Junk medicine: Cognitive behavioral therapy
November 04, 2006
by Phillip Hodson, The Times
Talking cure is cheap The five main mental health charities [in the UK] have announced their support for the planned expansion of NHS psychotherapy, with a broad emphasis on Cognitive Behavioral Therapy (CBT). But is CBT – a talking therapy that attempts to train your thought patterns then alter your behaviour – the best investment?
An ideological struggle has broken out between two of our leading “happiness thinkers” about whether the claims made for CBT can be justified. On one hand, Tony Blair’s adviser, the economist Professor Richard Layard, is about to launch a health service program of CBT nationwide employing 10,000 novice recruits. On the other, psychologist Oliver James tells Daily Mail readers that CBT only appeals to Tony Blair because it is “quick, cheap and simplistic” but is seriously lacking in long-term efficacy.
So what does the evidence say? First, that it is reasonable for the Government to turn to the psychological therapies as the front line treatment for conditions such as anxiety and depression when the routine prescription of benzodiazepine tranquillizers and antidepressants costs more than £11 billion a year and can yield disappointing results.
In CBT’s favor is the fact that, as a talking therapy, it does what it says on the label.

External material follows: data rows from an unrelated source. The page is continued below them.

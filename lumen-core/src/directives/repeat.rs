//! `repeat` — clone a node once per item of a collection.
//!
//! Syntax: `repeat="<expr>[ as alias][;[<keyExpr>] as keyAlias]"`.
//! An integer count repeats with key = index, item = index + 1; any other
//! value coerces to ordered `[key, value]` pairs. Clones at an index that
//! already existed last cycle are reused with only their context updated,
//! so unchanged indices keep stable DOM nodes.

use lumen_dom::NodeRef;
use lumen_markup::parse_markup;
use serde_json::{Value, json};

use crate::error::DirectiveError;

use super::{Directive, DirectiveScope, RenderOutput};

pub const DEFAULT_ITEM_ALIAS: &str = "$item";
pub const DEFAULT_KEY_ALIAS: &str = "$key";

pub struct RepeatDirective;

/// `"<expr> as x"` → `("<expr>", Some("x"))`.
fn split_alias(part: &str) -> (String, Option<String>) {
    match part.rsplit_once(" as ") {
        Some((expr, alias)) => (expr.trim().to_string(), Some(alias.trim().to_string())),
        None => (part.trim().to_string(), None),
    }
}

/// Coerce the evaluated data into ordered `[key, value]` pairs.
fn pairs_of(data: &Value) -> Vec<(Value, Value)> {
    match data {
        Value::Number(n) => {
            // Integer count: key = index, value = index + 1.
            let count = n.as_i64().or_else(|| n.as_f64().map(|f| f as i64)).unwrap_or(0);
            (0..count.max(0))
                .map(|i| (json!(i), json!(i + 1)))
                .collect()
        }
        Value::Array(items) => items
            .iter()
            .enumerate()
            .map(|(i, item)| (json!(i.to_string()), item.clone()))
            .collect(),
        Value::Object(map) => map
            .iter()
            .map(|(k, v)| (json!(k), v.clone()))
            .collect(),
        Value::String(s) => s
            .chars()
            .enumerate()
            .map(|(i, c)| (json!(i.to_string()), json!(c.to_string())))
            .collect(),
        _ => Vec::new(),
    }
}

impl Directive for RepeatDirective {
    fn name(&self) -> &'static str {
        "repeat"
    }

    /// → `[expression, itemAlias, keyAlias]`.
    fn parse_value(&self, raw: &str, _prop: Option<&str>) -> Result<Value, DirectiveError> {
        let (item_part, key_part) = match raw.split_once(';') {
            Some((item, key)) => (item, Some(key)),
            None => (raw, None),
        };
        let (expr, item_alias) = split_alias(item_part);
        let key_alias = key_part
            .map(|part| split_alias(part).1.unwrap_or_default())
            .filter(|alias| !alias.is_empty());
        Ok(json!([
            expr,
            item_alias.unwrap_or_else(|| DEFAULT_ITEM_ALIAS.to_string()),
            key_alias.unwrap_or_else(|| DEFAULT_KEY_ALIAS.to_string()),
        ]))
    }

    fn render(
        &self,
        payload: &Value,
        _node: &NodeRef,
        scope: &mut DirectiveScope<'_>,
    ) -> Result<RenderOutput, DirectiveError> {
        let expr = payload[0].as_str().unwrap_or_default();
        let item_alias = payload[1].as_str().unwrap_or(DEFAULT_ITEM_ALIAS).to_string();
        let key_alias = payload[2].as_str().unwrap_or(DEFAULT_KEY_ALIAS).to_string();

        let data = scope.evaluate(expr)?;
        let pairs = pairs_of(&data);
        let prev = scope.prev_clones().to_vec();

        let mut nodes = Vec::with_capacity(pairs.len());
        for (index, (key, item)) in pairs.into_iter().enumerate() {
            let clone = match prev.get(index) {
                Some(existing) => existing.clone(),
                None => spawn_clone(scope)?,
            };
            scope.set_node_context(&clone, &key_alias, key);
            scope.set_node_context(&clone, &item_alias, item);
            nodes.push(clone);
        }
        Ok(RenderOutput::Fragment(nodes))
    }
}

/// Rebuild one clone from the bound node's raw original markup, stripping
/// its own `repeat` and `if` bindings so the clone does not re-trigger the
/// same directives.
fn spawn_clone(scope: &mut DirectiveScope<'_>) -> Result<NodeRef, DirectiveError> {
    let markup = scope.source_markup();
    let fragment = parse_markup(&markup);
    let clone = fragment
        .children()
        .into_iter()
        .find(NodeRef::is_element)
        .ok_or_else(|| {
            DirectiveError::Other(format!("repeat source is not an element: `{markup}`"))
        })?;
    clone.detach();
    for name in ["repeat", "if"] {
        clone.remove_attribute(name);
        clone.remove_prop(name);
    }
    Ok(clone)
}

To take the simplest example, if you believe nobody loves you then CBT therapists believe they need only to produce evidence that one person does love you for you to be proved wrong and for your behaviour to change.

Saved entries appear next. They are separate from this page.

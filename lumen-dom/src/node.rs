//! Live node tree.
//!
//! `NodeRef` is a cheap handle to a shared, mutable node. The tree is the
//! render target of the whole framework: the parser builds it, directives
//! splice it, and the reconciliation engine rewrites small parts of it in
//! place. Identity matters more than structure here — two handles are equal
//! when they point at the same node, and every node carries a process-unique
//! id so out-of-band side tables can key on it without holding the node
//! alive.

use std::cell::{Cell, RefCell};
use std::fmt;
use std::hash::{Hash, Hasher};
use std::rc::{Rc, Weak};

use indexmap::IndexMap;

pub type NodeId = u64;

thread_local! {
    static NEXT_NODE_ID: Cell<NodeId> = const { Cell::new(1) };
}

fn next_node_id() -> NodeId {
    NEXT_NODE_ID.with(|c| {
        let id = c.get();
        c.set(id + 1);
        id
    })
}

/// A structured property assignment produced by the parser's marker-attribute
/// syntax (`:name.sub="value"`). Stored on the element instance, never as a
/// serialized DOM attribute, so directive arguments escape HTML-attribute
/// quoting constraints.
#[derive(Debug, Clone, PartialEq)]
pub struct PropAssignment {
    pub value: String,
    pub prop: Option<String>,
}

/// An attribute snapshot: `value` is `None` when the attribute was written
/// without `=` (distinct from `Some("")` for `attr=""`).
#[derive(Debug, Clone, PartialEq)]
pub struct Attribute {
    pub name: String,
    pub value: Option<String>,
}

#[derive(Debug)]
pub enum NodeKind {
    Fragment,
    Element {
        tag: String,
        attrs: IndexMap<String, Option<String>>,
        props: IndexMap<String, PropAssignment>,
    },
    Text(String),
    Comment(String),
}

struct NodeData {
    id: NodeId,
    kind: NodeKind,
    parent: Option<Weak<RefCell<NodeData>>>,
    children: Vec<NodeRef>,
}

#[derive(Clone)]
pub struct NodeRef(Rc<RefCell<NodeData>>);

impl PartialEq for NodeRef {
    fn eq(&self, other: &Self) -> bool {
        Rc::ptr_eq(&self.0, &other.0)
    }
}

impl Eq for NodeRef {}

impl Hash for NodeRef {
    fn hash<H: Hasher>(&self, state: &mut H) {
        (Rc::as_ptr(&self.0) as usize).hash(state);
    }
}

impl fmt::Debug for NodeRef {
    fn fmt(&self, f: &mut fmt::Formatter<'_>) -> fmt::Result {
        let data = self.0.borrow();
        match &data.kind {
            NodeKind::Fragment => write!(f, "Fragment#{}", data.id),
            NodeKind::Element { tag, .. } => write!(f, "<{tag}>#{}", data.id),
            NodeKind::Text(t) => write!(f, "Text({t:?})#{}", data.id),
            NodeKind::Comment(c) => write!(f, "Comment({c:?})#{}", data.id),
        }
    }
}

impl NodeRef {
    fn new(kind: NodeKind) -> Self {
        NodeRef(Rc::new(RefCell::new(NodeData {
            id: next_node_id(),
            kind,
            parent: None,
            children: Vec::new(),
        })))
    }

    pub fn fragment() -> Self {
        Self::new(NodeKind::Fragment)
    }

    pub fn element(tag: impl Into<String>) -> Self {
        Self::new(NodeKind::Element {
            tag: tag.into().to_ascii_lowercase(),
            attrs: IndexMap::new(),
            props: IndexMap::new(),
        })
    }

    pub fn text(value: impl Into<String>) -> Self {
        Self::new(NodeKind::Text(value.into()))
    }

    pub fn comment(value: impl Into<String>) -> Self {
        Self::new(NodeKind::Comment(value.into()))
    }

    pub fn id(&self) -> NodeId {
        self.0.borrow().id
    }

    pub fn is_fragment(&self) -> bool {
        matches!(self.0.borrow().kind, NodeKind::Fragment)
    }

    pub fn is_element(&self) -> bool {
        matches!(self.0.borrow().kind, NodeKind::Element { .. })
    }

    pub fn is_text(&self) -> bool {
        matches!(self.0.borrow().kind, NodeKind::Text(_))
    }

    pub fn is_comment(&self) -> bool {
        matches!(self.0.borrow().kind, NodeKind::Comment(_))
    }

    /// Element tag name (lowercase), `None` for non-elements.
    pub fn tag(&self) -> Option<String> {
        match &self.0.borrow().kind {
            NodeKind::Element { tag, .. } => Some(tag.clone()),
            _ => None,
        }
    }

    // --- tree structure ---

    pub fn parent(&self) -> Option<NodeRef> {
        self.0
            .borrow()
            .parent
            .as_ref()
            .and_then(Weak::upgrade)
            .map(NodeRef)
    }

    pub fn children(&self) -> Vec<NodeRef> {
        self.0.borrow().children.clone()
    }

    pub fn first_child(&self) -> Option<NodeRef> {
        self.0.borrow().children.first().cloned()
    }

    pub fn child_count(&self) -> usize {
        self.0.borrow().children.len()
    }

    /// Position of `child` in this node's child list.
    pub fn index_of(&self, child: &NodeRef) -> Option<usize> {
        self.0.borrow().children.iter().position(|c| c == child)
    }

    /// Detach from the current parent, then append as the last child.
    pub fn append_child(&self, child: &NodeRef) {
        child.detach();
        child.0.borrow_mut().parent = Some(Rc::downgrade(&self.0));
        self.0.borrow_mut().children.push(child.clone());
    }

    /// Insert `new_child` into this node's child list directly before
    /// `reference`. Appends when `reference` is not a child.
    pub fn insert_before(&self, new_child: &NodeRef, reference: &NodeRef) {
        match self.index_of(reference) {
            Some(idx) => {
                new_child.detach();
                new_child.0.borrow_mut().parent = Some(Rc::downgrade(&self.0));
                self.0.borrow_mut().children.insert(idx, new_child.clone());
            }
            None => self.append_child(new_child),
        }
    }

    /// Insert `new_child` directly after `reference`.
    pub fn insert_after(&self, new_child: &NodeRef, reference: &NodeRef) {
        match self.index_of(reference) {
            Some(idx) => {
                new_child.detach();
                new_child.0.borrow_mut().parent = Some(Rc::downgrade(&self.0));
                self.0
                    .borrow_mut()
                    .children
                    .insert(idx + 1, new_child.clone());
            }
            None => self.append_child(new_child),
        }
    }

    /// Remove this node from its parent's child list. No-op when detached.
    pub fn detach(&self) {
        if let Some(parent) = self.parent() {
            let mut data = parent.0.borrow_mut();
            data.children.retain(|c| c != self);
        }
        self.0.borrow_mut().parent = None;
    }

    /// True when `other` is this node or one of its descendants.
    pub fn contains(&self, other: &NodeRef) -> bool {
        let mut cursor = Some(other.clone());
        while let Some(node) = cursor {
            if &node == self {
                return true;
            }
            cursor = node.parent();
        }
        false
    }

    /// All descendants in document (preorder) order, excluding this node.
    pub fn descendants(&self) -> Vec<NodeRef> {
        let mut out = Vec::new();
        fn walk(node: &NodeRef, out: &mut Vec<NodeRef>) {
            for child in node.children() {
                out.push(child.clone());
                walk(&child, out);
            }
        }
        walk(self, &mut out);
        out
    }

    // --- attributes ---

    /// `None` when the attribute is absent; `Some(None)` when present with
    /// no value; `Some(Some(v))` otherwise.
    pub fn get_attribute(&self, name: &str) -> Option<Option<String>> {
        match &self.0.borrow().kind {
            NodeKind::Element { attrs, .. } => attrs.get(name).cloned(),
            _ => None,
        }
    }

    pub fn has_attribute(&self, name: &str) -> bool {
        match &self.0.borrow().kind {
            NodeKind::Element { attrs, .. } => attrs.contains_key(name),
            _ => false,
        }
    }

    pub fn set_attribute(&self, name: impl Into<String>, value: impl Into<String>) {
        self.set_attribute_value(name, Some(value.into()));
    }

    pub fn set_attribute_value(&self, name: impl Into<String>, value: Option<String>) {
        if let NodeKind::Element { attrs, .. } = &mut self.0.borrow_mut().kind {
            attrs.insert(name.into(), value);
        }
    }

    pub fn remove_attribute(&self, name: &str) {
        if let NodeKind::Element { attrs, .. } = &mut self.0.borrow_mut().kind {
            attrs.shift_remove(name);
        }
    }

    pub fn attributes(&self) -> Vec<Attribute> {
        match &self.0.borrow().kind {
            NodeKind::Element { attrs, .. } => attrs
                .iter()
                .map(|(name, value)| Attribute {
                    name: name.clone(),
                    value: value.clone(),
                })
                .collect(),
            _ => Vec::new(),
        }
    }

    // --- structured props ---

    pub fn get_prop(&self, name: &str) -> Option<PropAssignment> {
        match &self.0.borrow().kind {
            NodeKind::Element { props, .. } => props.get(name).cloned(),
            _ => None,
        }
    }

    pub fn set_prop(&self, name: impl Into<String>, assignment: PropAssignment) {
        if let NodeKind::Element { props, .. } = &mut self.0.borrow_mut().kind {
            props.insert(name.into(), assignment);
        }
    }

    pub fn remove_prop(&self, name: &str) {
        if let NodeKind::Element { props, .. } = &mut self.0.borrow_mut().kind {
            props.shift_remove(name);
        }
    }

    pub fn props(&self) -> Vec<(String, PropAssignment)> {
        match &self.0.borrow().kind {
            NodeKind::Element { props, .. } => props
                .iter()
                .map(|(k, v)| (k.clone(), v.clone()))
                .collect(),
            _ => Vec::new(),
        }
    }

    // --- node value / text content ---

    /// Payload of a text or comment node.
    pub fn node_value(&self) -> Option<String> {
        match &self.0.borrow().kind {
            NodeKind::Text(t) | NodeKind::Comment(t) => Some(t.clone()),
            _ => None,
        }
    }

    pub fn set_node_value(&self, value: impl Into<String>) {
        match &mut self.0.borrow_mut().kind {
            NodeKind::Text(t) | NodeKind::Comment(t) => *t = value.into(),
            _ => {}
        }
    }

    /// Concatenated text of this node and all descendants.
    pub fn text_content(&self) -> String {
        match &self.0.borrow().kind {
            NodeKind::Text(t) => t.clone(),
            NodeKind::Comment(_) => String::new(),
            _ => {
                let mut out = String::new();
                for child in &self.0.borrow().children {
                    out.push_str(&child.text_content());
                }
                out
            }
        }
    }

    /// Replace all children with a single text node (elements/fragments) or
    /// rewrite the payload (text nodes).
    pub fn set_text_content(&self, value: impl Into<String>) {
        let value = value.into();
        if self.is_text() {
            self.set_node_value(value);
            return;
        }
        if self.is_comment() {
            return;
        }
        for child in self.children() {
            child.detach();
        }
        self.append_child(&NodeRef::text(value));
    }

    // --- cloning ---

    /// Structural copy with fresh node ids and no parent. Attributes and
    /// structured props are copied; children recursively.
    pub fn deep_clone(&self) -> NodeRef {
        let kind = match &self.0.borrow().kind {
            NodeKind::Fragment => NodeKind::Fragment,
            NodeKind::Element { tag, attrs, props } => NodeKind::Element {
                tag: tag.clone(),
                attrs: attrs.clone(),
                props: props.clone(),
            },
            NodeKind::Text(t) => NodeKind::Text(t.clone()),
            NodeKind::Comment(c) => NodeKind::Comment(c.clone()),
        };
        let clone = NodeRef::new(kind);
        for child in self.children() {
            clone.append_child(&child.deep_clone());
        }
        clone
    }

    // --- class list ---

    pub fn classes(&self) -> Vec<String> {
        self.get_attribute("class")
            .flatten()
            .map(|v| v.split_whitespace().map(str::to_string).collect())
            .unwrap_or_default()
    }

    pub fn has_class(&self, token: &str) -> bool {
        self.classes().iter().any(|c| c == token)
    }

    pub fn add_class(&self, token: &str) {
        if token.is_empty() || self.has_class(token) {
            return;
        }
        let mut classes = self.classes();
        classes.push(token.to_string());
        self.set_attribute("class", classes.join(" "));
    }

    pub fn remove_class(&self, token: &str) {
        let classes: Vec<String> = self.classes().into_iter().filter(|c| c != token).collect();
        if classes.is_empty() {
            self.remove_attribute("class");
        } else {
            self.set_attribute("class", classes.join(" "));
        }
    }

    // --- inline style ---

    pub fn style_declarations(&self) -> Vec<(String, String)> {
        self.get_attribute("style")
            .flatten()
            .map(|v| parse_style_declarations(&v))
            .unwrap_or_default()
    }

    fn write_style(&self, decls: &[(String, String)]) {
        if decls.is_empty() {
            self.remove_attribute("style");
        } else {
            let text = decls
                .iter()
                .map(|(k, v)| format!("{k}: {v}"))
                .collect::<Vec<_>>()
                .join("; ");
            self.set_attribute("style", text);
        }
    }

    pub fn get_style_property(&self, name: &str) -> Option<String> {
        self.style_declarations()
            .into_iter()
            .find(|(k, _)| k == name)
            .map(|(_, v)| v)
    }

    pub fn set_style_property(&self, name: &str, value: &str) {
        let mut decls = self.style_declarations();
        match decls.iter_mut().find(|(k, _)| k == name) {
            Some(entry) => entry.1 = value.to_string(),
            None => decls.push((name.to_string(), value.to_string())),
        }
        self.write_style(&decls);
    }

    pub fn remove_style_property(&self, name: &str) {
        let decls: Vec<(String, String)> = self
            .style_declarations()
            .into_iter()
            .filter(|(k, _)| k != name)
            .collect();
        self.write_style(&decls);
    }

    // --- data attributes ---

    pub fn set_data_attribute(&self, name: &str, value: &str) {
        self.set_attribute(format!("data-{}", kebab_case(name)), value);
    }

    pub fn remove_data_attribute(&self, name: &str) {
        self.remove_attribute(&format!("data-{}", kebab_case(name)));
    }

    pub fn get_data_attribute(&self, name: &str) -> Option<String> {
        self.get_attribute(&format!("data-{}", kebab_case(name)))
            .flatten()
    }
}

/// Split an inline-style string (`name: value; name: value`) into ordered
/// declarations. Empty names/values are dropped.
pub fn parse_style_declarations(input: &str) -> Vec<(String, String)> {
    input
        .split(';')
        .filter_map(|decl| {
            let (name, value) = decl.split_once(':')?;
            let name = name.trim();
            let value = value.trim();
            if name.is_empty() || value.is_empty() {
                None
            } else {
                Some((name.to_string(), value.to_string()))
            }
        })
        .collect()
}

/// camelCase → kebab-case for data-attribute names.
pub fn kebab_case(name: &str) -> String {
    let mut out = String::with_capacity(name.len() + 4);
    for ch in name.chars() {
        if ch.is_ascii_uppercase() {
            out.push('-');
            out.push(ch.to_ascii_lowercase());
        } else {
            out.push(ch);
        }
    }
    out
}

The fact that, in a relatively short period, CBT has produced an impressively positive research base must be qualified by the observation that because CBT is tasked with “symptom removal”, not “treatment of the whole person”, research has proved relatively easy and cheap to undertake. Setting out to measure whether someone has got rid of a single symptom (such as spider phobia) leads to only two relevant answers: yes or no. It is much more difficult to evaluate a therapy seeking to show whether you have gone from “greater” to “lesser” unhappiness but the experience in itself might prove more life-changing.
Critics also observe that the case for standard CBT has been favored by the way the guidelines on anxiety and depression, sponsored by the National Institute for Health and Clinical Excellence (NICE), are presented. Much of the pro-CBT information is to be found in headline summaries; significant qualifying remarks about other valid therapies are found in the small print.
This matters because Oliver James is right about research in the longer term. According to the most authoritative sources, at least half those patients receiving CBT for panic disorder had suffered relapse or sought new help after 24 months, which isn’t very cost effective.
Last Monday, at a conference on Practice-Based Commissioning in Manchester, Professor Layard admitted that CBT is appropriate for only about 40 per cent of patients overall. Stunningly, the largest body of evidence into counselling outcomes, the 35,000 cases comprising the CORE Survey, has been totally ignored by NICE and Layard alike. Looking at the figures just for depression, CORE shows there is no significant difference in the long-term success rates for CBT over traditional forms of therapy such as “person-centered” or “psycho-dynamic”: CBT works for 75 per cent of patients; the rest for 76 per cent.
So a summary of the evidence tends to show that all talking treatments are roughly equal in effectiveness because it is the relationship with the therapist that counts. Patient choice should count, too. I suggest the NHS would be unwise to put all its eggs into a CBT basket.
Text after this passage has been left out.